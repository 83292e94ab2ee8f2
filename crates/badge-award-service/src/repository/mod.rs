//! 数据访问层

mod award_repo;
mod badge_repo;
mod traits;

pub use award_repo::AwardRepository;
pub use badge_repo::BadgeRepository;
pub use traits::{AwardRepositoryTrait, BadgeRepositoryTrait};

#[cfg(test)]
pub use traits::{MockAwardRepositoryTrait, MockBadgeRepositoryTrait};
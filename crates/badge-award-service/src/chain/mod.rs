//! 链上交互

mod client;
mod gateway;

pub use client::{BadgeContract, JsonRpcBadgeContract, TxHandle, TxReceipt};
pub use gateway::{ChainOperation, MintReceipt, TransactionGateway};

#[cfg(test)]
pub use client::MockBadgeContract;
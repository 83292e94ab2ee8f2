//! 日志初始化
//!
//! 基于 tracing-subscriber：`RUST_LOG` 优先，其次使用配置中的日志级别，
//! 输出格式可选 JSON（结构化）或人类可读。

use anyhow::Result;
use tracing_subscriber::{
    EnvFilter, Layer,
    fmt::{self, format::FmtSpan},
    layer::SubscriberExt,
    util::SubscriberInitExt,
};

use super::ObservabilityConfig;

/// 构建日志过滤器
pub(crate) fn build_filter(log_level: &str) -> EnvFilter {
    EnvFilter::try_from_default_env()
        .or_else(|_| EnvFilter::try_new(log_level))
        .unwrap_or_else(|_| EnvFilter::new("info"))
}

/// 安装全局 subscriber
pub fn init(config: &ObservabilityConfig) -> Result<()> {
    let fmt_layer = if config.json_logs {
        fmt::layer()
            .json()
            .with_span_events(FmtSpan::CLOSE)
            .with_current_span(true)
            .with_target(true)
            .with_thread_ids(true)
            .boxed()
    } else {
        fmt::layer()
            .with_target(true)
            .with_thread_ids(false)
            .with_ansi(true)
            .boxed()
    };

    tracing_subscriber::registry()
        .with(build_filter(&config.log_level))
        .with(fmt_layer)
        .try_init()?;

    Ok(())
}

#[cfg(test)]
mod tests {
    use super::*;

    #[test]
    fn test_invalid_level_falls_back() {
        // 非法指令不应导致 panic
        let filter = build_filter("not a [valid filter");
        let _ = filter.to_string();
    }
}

---

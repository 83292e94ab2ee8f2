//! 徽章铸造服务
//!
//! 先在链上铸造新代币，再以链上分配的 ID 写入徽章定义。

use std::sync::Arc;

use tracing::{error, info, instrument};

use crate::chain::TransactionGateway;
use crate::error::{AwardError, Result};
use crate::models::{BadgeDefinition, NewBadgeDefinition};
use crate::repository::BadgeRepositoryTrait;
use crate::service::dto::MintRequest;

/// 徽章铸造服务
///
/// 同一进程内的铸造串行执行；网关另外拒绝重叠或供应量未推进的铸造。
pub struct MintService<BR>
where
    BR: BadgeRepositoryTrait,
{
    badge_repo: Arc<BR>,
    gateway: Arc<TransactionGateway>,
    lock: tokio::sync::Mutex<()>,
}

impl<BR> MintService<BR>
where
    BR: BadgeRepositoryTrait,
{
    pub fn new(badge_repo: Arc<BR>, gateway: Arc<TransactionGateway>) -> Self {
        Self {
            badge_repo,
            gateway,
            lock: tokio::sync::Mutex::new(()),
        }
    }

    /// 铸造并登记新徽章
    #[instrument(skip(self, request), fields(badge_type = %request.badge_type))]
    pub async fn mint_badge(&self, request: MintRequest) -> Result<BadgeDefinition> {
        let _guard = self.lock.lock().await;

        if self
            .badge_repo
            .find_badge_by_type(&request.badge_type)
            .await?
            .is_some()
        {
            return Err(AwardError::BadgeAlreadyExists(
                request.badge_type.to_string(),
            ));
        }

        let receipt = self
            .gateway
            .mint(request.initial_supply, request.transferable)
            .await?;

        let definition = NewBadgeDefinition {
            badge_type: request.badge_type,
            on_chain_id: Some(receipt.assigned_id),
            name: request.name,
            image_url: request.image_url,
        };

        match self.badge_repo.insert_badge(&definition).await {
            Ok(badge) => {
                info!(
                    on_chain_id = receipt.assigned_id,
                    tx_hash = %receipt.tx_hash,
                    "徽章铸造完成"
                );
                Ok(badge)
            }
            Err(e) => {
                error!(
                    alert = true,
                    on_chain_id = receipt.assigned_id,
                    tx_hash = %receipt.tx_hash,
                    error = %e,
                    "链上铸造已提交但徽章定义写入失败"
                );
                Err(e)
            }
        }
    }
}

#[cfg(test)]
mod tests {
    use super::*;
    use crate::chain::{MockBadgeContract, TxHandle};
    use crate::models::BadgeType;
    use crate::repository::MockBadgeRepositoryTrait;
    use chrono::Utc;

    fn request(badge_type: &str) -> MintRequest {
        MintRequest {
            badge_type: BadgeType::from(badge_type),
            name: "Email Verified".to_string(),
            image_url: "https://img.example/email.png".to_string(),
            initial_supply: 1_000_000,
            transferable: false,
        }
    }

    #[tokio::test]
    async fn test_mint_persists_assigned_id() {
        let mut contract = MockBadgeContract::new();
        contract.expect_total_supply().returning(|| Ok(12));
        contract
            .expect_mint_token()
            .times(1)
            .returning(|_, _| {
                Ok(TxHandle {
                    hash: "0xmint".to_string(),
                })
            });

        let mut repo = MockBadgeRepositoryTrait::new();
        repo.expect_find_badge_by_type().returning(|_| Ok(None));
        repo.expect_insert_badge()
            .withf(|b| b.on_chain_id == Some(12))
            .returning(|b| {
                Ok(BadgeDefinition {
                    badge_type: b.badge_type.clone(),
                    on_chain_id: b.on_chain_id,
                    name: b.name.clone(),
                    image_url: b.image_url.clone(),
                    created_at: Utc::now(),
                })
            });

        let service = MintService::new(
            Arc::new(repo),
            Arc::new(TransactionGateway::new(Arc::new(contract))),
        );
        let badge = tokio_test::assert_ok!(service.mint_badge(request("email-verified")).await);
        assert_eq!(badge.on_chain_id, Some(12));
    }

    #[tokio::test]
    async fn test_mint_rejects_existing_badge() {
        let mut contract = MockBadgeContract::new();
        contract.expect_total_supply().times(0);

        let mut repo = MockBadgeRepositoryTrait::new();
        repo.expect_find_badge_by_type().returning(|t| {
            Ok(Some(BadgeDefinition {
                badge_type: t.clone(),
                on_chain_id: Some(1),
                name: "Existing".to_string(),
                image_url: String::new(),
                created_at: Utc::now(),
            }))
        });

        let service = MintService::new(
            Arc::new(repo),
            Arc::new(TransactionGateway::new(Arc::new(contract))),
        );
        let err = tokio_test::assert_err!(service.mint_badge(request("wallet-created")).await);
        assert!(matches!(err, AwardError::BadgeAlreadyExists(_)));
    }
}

Prompt: Select all lines in the listing above where the word "false" appears, and show them.

Answer to this exercise:
            .with_thread_ids(false)
            transferable: false,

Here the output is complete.